During this process, students were supported by 30 mentors—industry professionals from all three companies who could answer technical questions, moderate team discussions, and make sure all team members contributed equally. Two “core mentors” were assigned to each team, while “floating mentors” moved between teams. Two faculty members from the Cass Business School also served as floating mentors. Additionally, Cass faculty liaised with industry partners and took care of all student-related administrative aspects of the Innovathon.
By the end of the first day, the teams had created preliminary drafts of their ideas, and they continued developing their campaigns the following morning. After lunch on Saturday, team members delivered short milestone pitches to a small group of company representatives to make sure they were on the right track.
After many presentation drafts, students outlined their final campaign ideas in ten-minute pitches to a judging panel, and then participated in short Q&As. Many students were especially creative in their presentations. Some dressed up as tooth fairies; others performed songs, earning the enthusiastic applause of their mentors.
The judging panel consisted of one member from each corporate sponsor and a representative from Cass Business School. Judges evaluated each presentation on criteria such as the clarity, creativity, and feasibility of the campaign. After the winning team was selected and presented to the crowd, the Innovathon closed with a small after-party, where attendees had a final opportunity to network and exchange ideas.

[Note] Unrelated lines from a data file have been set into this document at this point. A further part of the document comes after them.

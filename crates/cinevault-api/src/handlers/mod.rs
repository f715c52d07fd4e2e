//! Request handlers for the RPC surface.
//!
//! Handlers are the validation/transform seam: they parse wire dates,
//! resolve inline images against the media host, delegate to the
//! repositories, and fold every outcome (success or failure) into the
//! response envelope. The transport status is always `200 OK`.

pub mod actor;
pub mod director;
pub mod genre;
pub mod health;
pub mod movie;

use cinevault_core::result::AppResult;
use cinevault_media::{MediaClient, UploadPreset, is_secure_url};

/// Resolve an avatar/poster field into the URL to store, uploading inline
/// image data to the media host when needed.
///
/// Content that is already a hosted `https` URL is never re-uploaded: on
/// insert (`keep_url = true`) it is stored as-is, on update
/// (`keep_url = false`) it resolves to `None` so the stored value stays
/// untouched. Empty or absent content resolves to `None` either way.
pub(crate) async fn resolve_image(
    media: &MediaClient,
    content: Option<&str>,
    preset: &UploadPreset,
    keep_url: bool,
) -> AppResult<Option<String>> {
    match content {
        None => Ok(None),
        Some("") => Ok(None),
        Some(url) if is_secure_url(url) => Ok(keep_url.then(|| url.to_string())),
        Some(inline) => media.upload(inline, preset).await.map(Some),
    }
}
//! CineVault Server — movie catalog CRUD backend
//!
//! Main entry point that wires all crates together and starts the server.

use std::sync::Arc;

use tracing_subscriber::{EnvFilter, fmt};

use cinevault_core::config::AppConfig;
use cinevault_core::error::AppError;

#[tokio::main]
async fn main() {
    let env = std::env::var("CINEVAULT_ENV").unwrap_or_else(|_| "development".to_string());

    let config = match AppConfig::load(&env) {
        Ok(c) => c,
        Err(e) => {
            eprintln!("Failed to load configuration: {e}");
            std::process::exit(1);
        }
    };

    init_logging(&config);

    if let Err(e) = run(config).await {
        tracing::error!("Server error: {e}");
        std::process::exit(1);
    }
}

/// Initialize tracing/logging
fn init_logging(config: &AppConfig) {
    let filter =
        EnvFilter::try_from_default_env().unwrap_or_else(|_| EnvFilter::new(&config.logging.level));

    match config.logging.format.as_str() {
        "json" => {
            fmt()
                .json()
                .with_env_filter(filter)
                .with_target(true)
                .init();
        }
        _ => {
            fmt().pretty().with_env_filter(filter).with_target(true).init();
        }
    }
}

/// Main server run function
async fn run(config: AppConfig) -> Result<(), AppError> {
    tracing::info!("Starting CineVault v{}", env!("CARGO_PKG_VERSION"));

    // ── Step 1: Database connection + migrations ─────────────────
    let db_pool = cinevault_database::connection::DatabasePool::connect(&config.database)
        .await?
        .into_pool();

    cinevault_database::migration::run_migrations(&db_pool).await?;

    // ── Step 2: Media host client ────────────────────────────────
    let media = Arc::new(cinevault_media::MediaClient::new(&config.media)?);
    tracing::info!(upload_url = %config.media.upload_url, "Media client ready");

    // ── Step 3: Repositories ─────────────────────────────────────
    let movie_repo = Arc::new(
        cinevault_database::repositories::movie::MovieRepository::new(db_pool.clone()),
    );
    let actor_repo = Arc::new(
        cinevault_database::repositories::actor::ActorRepository::new(db_pool.clone()),
    );
    let director_repo = Arc::new(
        cinevault_database::repositories::director::DirectorRepository::new(db_pool.clone()),
    );
    let genre_repo = Arc::new(
        cinevault_database::repositories::genre::GenreRepository::new(db_pool.clone()),
    );

    // ── Step 4: Build and start HTTP server ──────────────────────
    let app_state = cinevault_api::state::AppState {
        config: Arc::new(config.clone()),
        db_pool: db_pool.clone(),
        media,
        movie_repo,
        actor_repo,
        director_repo,
        genre_repo,
    };

    let app = cinevault_api::router::build_router(app_state);

    let addr = format!("{}:{}", config.server.host, config.server.port);
    let listener = tokio::net::TcpListener::bind(&addr)
        .await
        .map_err(|e| AppError::internal(format!("Failed to bind {addr}: {e}")))?;

    tracing::info!("CineVault server listening on {addr}");

    // ── Step 5: Graceful shutdown ────────────────────────────────
    axum::serve(listener, app)
        .with_graceful_shutdown(shutdown_signal())
        .await
        .map_err(|e| AppError::internal(format!("Server error: {e}")))?;

    tracing::info!("CineVault server shut down gracefully");
    Ok(())
}

/// Wait for shutdown signal (Ctrl+C or SIGTERM)
async fn shutdown_signal() {
    let ctrl_c = async {
        tokio::signal::ctrl_c()
            .await
            .expect("Failed to install Ctrl+C handler");
    };

    #[cfg(unix)]
    let terminate = async {
        tokio::signal::unix::signal(tokio::signal::unix::SignalKind::terminate())
            .expect("Failed to install SIGTERM handler")
            .recv()
            .await;
    };

    #[cfg(not(unix))]
    let terminate = std::future::pending::<()>();

    tokio::select! {
        _ = ctrl_c => {},
        _ = terminate => {},
    }
}
//! Movie entity and its hydrated relation graph.

pub mod model;

pub use model::{CreateMovie, Movie, MovieFilter, MovieWithRelations, UpdateMovie};
//! Actor entity.

pub mod model;

pub use model::{Actor, CreateActor, UpdateActor};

In the days that followed, members of the winning team were invited to visit Colgate-Palmolive’s headquarters and pitch their idea to brand executives, who will consider rolling the idea out in a real campaign. The team and its mentors also won a sightseeing tour of London.
Our 2019 Innovathon will take place later this year. Depending on the challenge that our sponsors devise for future events, the format might change in the coming years, but its interactive and innovative character will stay the same. We believe that events like this help blur the boundaries between organizations and universities—and provide dynamic learning experiences for all parties.
Sabrina Gottschalk is a lecturer in marketing at the Faculty of Management at Cass Business School, part of City, University of London.